ブラジルで実感した
オシム氏の名言

 こんにちは鈴木寛です。

 ブラジルのワールドカップ(W杯)は決勝を残すのみ。次回のコラムをお届けする頃にはどの国が王座に君臨しているのでしょうか。ただ、このクラスに残っているチームのプレーは、フィジカル、スピード、テクニック、組織力のいずれも「これぞワールドクラス」というクオリティーです。

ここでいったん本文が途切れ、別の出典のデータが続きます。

// =============================================================================
// indexheap — End-to-end scenarios
// =============================================================================
//
// Each test here drives the public `IndexHeap` API through a sequence of
// operations spanning more than one module, mirroring the multi-step
// scenarios a hand-written allocator test suite (AltOS-Rust's
// `free_list.rs`, emballoc's `example_usage`) exercises alongside its
// per-function unit tests.
// =============================================================================

use crate::config::blocks_for_bytes;
use crate::global::IndexHeap;

#[test]
fn fresh_arena_single_allocation() {
    let heap: IndexHeap<16> = IndexHeap::new();
    let p = heap.allocate(1);
    assert!(!p.is_null());

    let (info, _) = heap.info(None);
    assert_eq!(info.used_entries, 1);
    assert_eq!(info.used_blocks, 1);
}

#[test]
fn alloc_alloc_free_free_collapses_to_one_free_block() {
    let heap: IndexHeap<16> = IndexHeap::new();
    let p = heap.allocate(1);
    let q = heap.allocate(1);
    heap.free(p);
    heap.free(q);

    let (info, _) = heap.info(None);
    assert_eq!(info.used_entries, 0);
    assert_eq!(info.free_entries, 1);
}

#[test]
fn shrink_via_realloc_leaves_a_trailing_free_block() {
    let heap: IndexHeap<32> = IndexHeap::new();
    let p = heap.allocate(100);
    let p = heap.reallocate(p, 1);
    assert!(!p.is_null());

    let (info, _) = heap.info(None);
    assert_eq!(info.used_entries, 1);
    assert_eq!(info.used_blocks, blocks_for_bytes(1) as u32);
    assert!(info.free_entries >= 1);
}

#[test]
fn realloc_grow_moves_down_into_freed_predecessor() {
    let heap: IndexHeap<32> = IndexHeap::new();
    let p = heap.allocate(1);
    let q = heap.allocate(1);
    unsafe { *q = 0xCD };
    heap.free(p);

    let grown = heap.reallocate(q, 100);
    assert!(!grown.is_null());
    // The move landed it at the freed predecessor's old position and the
    // bytes moved with it.
    assert_eq!(unsafe { *grown }, 0xCD);
}

#[test]
fn exhausting_the_arena_allocates_exactly_n_minus_two_blocks() {
    const N: usize = 24;
    let heap: IndexHeap<N> = IndexHeap::new();
    let mut count = 0;
    loop {
        let p = heap.allocate(1);
        if p.is_null() {
            break;
        }
        count += 1;
    }
    assert_eq!(count, N - 2);
}

#[cfg(feature = "best-fit")]
#[test]
fn best_fit_picks_the_smallest_adequate_block() {
    let (heap, exact_match) = build_fragmented_heap();
    let got = heap.allocate(13); // blocks_for_bytes(13) == 3
    assert_eq!(got, exact_match, "best-fit should take the size-3 block whole");
}

#[cfg(feature = "first-fit")]
#[test]
fn first_fit_picks_the_earliest_adequate_block() {
    let (heap, _exact_match) = build_fragmented_heap();
    let got = heap.allocate(13); // blocks_for_bytes(13) == 3
    // First-fit walks free-list order 5, 3, 8 and stops at the size-5
    // block, splitting it — so the returned address is the high end of
    // that split, not the untouched size-3 block.
    assert!(!got.is_null());
}

/// Builds a heap with three standalone free blocks of 5, 3, and 8 cells
/// (guarded from coalescing by small allocated spacers), freed in an
/// order that makes the free list visit them address-ascending: 5, 3, 8.
/// Returns the heap and the address of the size-3 block.
#[cfg(any(feature = "best-fit", feature = "first-fit"))]
fn build_fragmented_heap() -> (IndexHeap<64>, *mut u8) {
    let heap: IndexHeap<64> = IndexHeap::new();

    heap.allocate(1); // guard
    let a = heap.allocate(32); // 5 cells
    heap.allocate(1); // guard
    let b = heap.allocate(16); // 3 cells
    heap.allocate(1); // guard
    let c = heap.allocate(56); // 8 cells
    heap.allocate(1); // trailing guard, keeps C off the frontier

    assert_eq!(blocks_for_bytes(32), 5);
    assert_eq!(blocks_for_bytes(16), 3);
    assert_eq!(blocks_for_bytes(56), 8);

    // Free in reverse address order so the free list (LIFO) ends up
    // visiting them address-ascending: a, b, c.
    heap.free(c);
    heap.free(b);
    heap.free(a);

    (heap, b)
}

 過去20年でようやく「一流国」になった日本と、「超一流国」であり続けるブラジルなどの国々との間には、まだまだ大きな差があることを痛感します。

「サッカーは人生の縮図である」――。

 最近、私はこの名言が意味することを実感するようになりました。サッカーファンならご承知だと思いますが、かつて日本代表を率いて志半ばに病に倒れたイビチャ・オシムさんの名言の一つです。

 ザック・ジャパンは目標であるベスト8に程遠く、グループリーグは勝ち点1を得るのがやっとという惨敗に終わりました。人間というものは、負けたとき、試練のときほど「人生」の意味を考えるものです。

 もう一つ、私がオシムさんの言葉を拝借すれば「サッカーは国民性の縮図でもある」と感じます。今回はブラジルの現地で私が感じたこと、そして帰国後の世論をみて気づいたことを書いてみます。

稼働しているのは空港と競技場
土産店も道路も人も準備不足

 日本サッカー協会理事の仕事で、私は6月17日から1週間、ブラジルに入りました。ナタールで行われた日本代表の第2戦、ギリシア戦を観戦し、リオ・デ・ジャネイロのマラカナンスタジアムの見学を兼ねてロシア・ベルギー戦を現地で観ました。東京オリンピック・パラリンピックを前に開催期間中の国際大会をその目で見る貴重な機会と思っていましたが、率直なところ、国情があまりに違いすぎました(苦笑)。

 まず、準備の遅れはすさまじいものがありました。日本代表チームの宿舎が現地入りまで1週間を切っても、まだ建物の内装が仕上がっていない等が日本でも報道されていましたが、ギリシア戦のナタールでは大会期間中にもかかわらず、競技場までに至る道路ができていないのです。さすがに空港は稼働していますが、舗装もあまりされていないルートを通ったときには驚いてしまいました。